Dataset items
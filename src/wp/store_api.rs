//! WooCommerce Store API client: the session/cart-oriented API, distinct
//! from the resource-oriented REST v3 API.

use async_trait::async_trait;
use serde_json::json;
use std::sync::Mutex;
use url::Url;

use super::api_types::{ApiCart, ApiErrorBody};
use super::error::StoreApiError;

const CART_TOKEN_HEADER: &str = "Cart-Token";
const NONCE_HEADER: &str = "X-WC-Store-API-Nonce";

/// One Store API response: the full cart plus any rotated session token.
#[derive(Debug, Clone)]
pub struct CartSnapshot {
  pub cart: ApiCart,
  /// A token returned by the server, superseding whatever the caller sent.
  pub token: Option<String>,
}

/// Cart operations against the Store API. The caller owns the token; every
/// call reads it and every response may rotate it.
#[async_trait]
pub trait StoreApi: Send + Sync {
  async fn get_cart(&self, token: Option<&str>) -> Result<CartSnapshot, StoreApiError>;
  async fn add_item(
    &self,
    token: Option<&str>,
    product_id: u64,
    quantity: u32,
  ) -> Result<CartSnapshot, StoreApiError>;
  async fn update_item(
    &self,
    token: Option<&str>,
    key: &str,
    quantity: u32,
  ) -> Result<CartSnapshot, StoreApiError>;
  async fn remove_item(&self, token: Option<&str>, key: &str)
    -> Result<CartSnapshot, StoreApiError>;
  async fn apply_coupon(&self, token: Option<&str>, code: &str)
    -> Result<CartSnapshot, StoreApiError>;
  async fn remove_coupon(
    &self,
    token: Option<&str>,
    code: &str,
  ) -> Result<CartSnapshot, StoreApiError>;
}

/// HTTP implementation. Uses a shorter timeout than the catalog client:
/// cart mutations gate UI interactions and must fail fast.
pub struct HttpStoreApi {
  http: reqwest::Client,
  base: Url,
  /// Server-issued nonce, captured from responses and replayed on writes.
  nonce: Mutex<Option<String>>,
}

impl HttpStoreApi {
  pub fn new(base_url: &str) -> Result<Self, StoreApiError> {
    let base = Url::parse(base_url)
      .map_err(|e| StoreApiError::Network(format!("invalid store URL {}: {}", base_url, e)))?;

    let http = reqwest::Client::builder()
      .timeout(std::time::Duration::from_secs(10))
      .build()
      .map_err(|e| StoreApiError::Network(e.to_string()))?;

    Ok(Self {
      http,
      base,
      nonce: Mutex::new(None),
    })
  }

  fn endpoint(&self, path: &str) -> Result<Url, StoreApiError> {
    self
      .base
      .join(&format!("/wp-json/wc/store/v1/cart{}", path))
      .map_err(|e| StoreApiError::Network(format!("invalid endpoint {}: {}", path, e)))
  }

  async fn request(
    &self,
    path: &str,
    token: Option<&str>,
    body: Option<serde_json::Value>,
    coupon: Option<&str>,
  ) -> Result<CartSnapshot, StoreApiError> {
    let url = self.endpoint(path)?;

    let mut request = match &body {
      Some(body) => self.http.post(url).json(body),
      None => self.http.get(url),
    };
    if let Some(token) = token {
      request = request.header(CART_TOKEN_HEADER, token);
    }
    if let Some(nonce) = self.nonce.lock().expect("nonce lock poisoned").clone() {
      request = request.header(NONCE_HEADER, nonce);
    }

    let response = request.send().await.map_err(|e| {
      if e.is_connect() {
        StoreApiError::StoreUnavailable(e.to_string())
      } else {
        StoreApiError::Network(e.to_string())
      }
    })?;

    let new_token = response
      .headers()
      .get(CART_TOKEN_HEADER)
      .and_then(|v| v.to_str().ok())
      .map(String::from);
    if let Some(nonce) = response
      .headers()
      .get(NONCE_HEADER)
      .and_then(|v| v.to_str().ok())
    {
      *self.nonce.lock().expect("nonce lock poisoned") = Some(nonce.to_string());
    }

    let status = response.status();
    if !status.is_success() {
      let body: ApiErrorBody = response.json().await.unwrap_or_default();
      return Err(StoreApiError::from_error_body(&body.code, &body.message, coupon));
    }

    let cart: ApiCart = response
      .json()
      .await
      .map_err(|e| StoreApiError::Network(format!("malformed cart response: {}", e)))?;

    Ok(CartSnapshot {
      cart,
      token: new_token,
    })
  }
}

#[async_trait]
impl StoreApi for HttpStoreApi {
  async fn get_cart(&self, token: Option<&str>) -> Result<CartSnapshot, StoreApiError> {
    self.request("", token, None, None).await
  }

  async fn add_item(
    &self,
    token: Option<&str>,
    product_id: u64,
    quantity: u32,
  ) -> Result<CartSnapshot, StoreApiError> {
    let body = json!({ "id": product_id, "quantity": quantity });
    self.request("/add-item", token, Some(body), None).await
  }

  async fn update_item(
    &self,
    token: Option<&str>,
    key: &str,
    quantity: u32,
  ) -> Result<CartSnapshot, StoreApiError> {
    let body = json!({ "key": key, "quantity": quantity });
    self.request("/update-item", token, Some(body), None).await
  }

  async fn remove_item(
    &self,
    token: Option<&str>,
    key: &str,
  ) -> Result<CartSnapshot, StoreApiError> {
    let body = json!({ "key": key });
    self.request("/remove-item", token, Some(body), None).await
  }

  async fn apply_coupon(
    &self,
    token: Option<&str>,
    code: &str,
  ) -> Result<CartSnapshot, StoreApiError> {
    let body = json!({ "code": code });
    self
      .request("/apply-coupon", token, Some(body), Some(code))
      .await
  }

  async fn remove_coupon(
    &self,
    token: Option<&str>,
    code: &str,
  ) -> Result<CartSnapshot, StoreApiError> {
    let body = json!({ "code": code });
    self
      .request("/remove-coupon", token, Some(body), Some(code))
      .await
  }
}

# Task objective
Exactly as they appear above, output the lines of the data from the first through the one that contains "use url::Url;", and only those lines.

# Completed exercise
filename src/wp/store_api.rs
//! WooCommerce Store API client: the session/cart-oriented API, distinct
//! from the resource-oriented REST v3 API.

use async_trait::async_trait;
use serde_json::json;
use std::sync::Mutex;
use url::Url;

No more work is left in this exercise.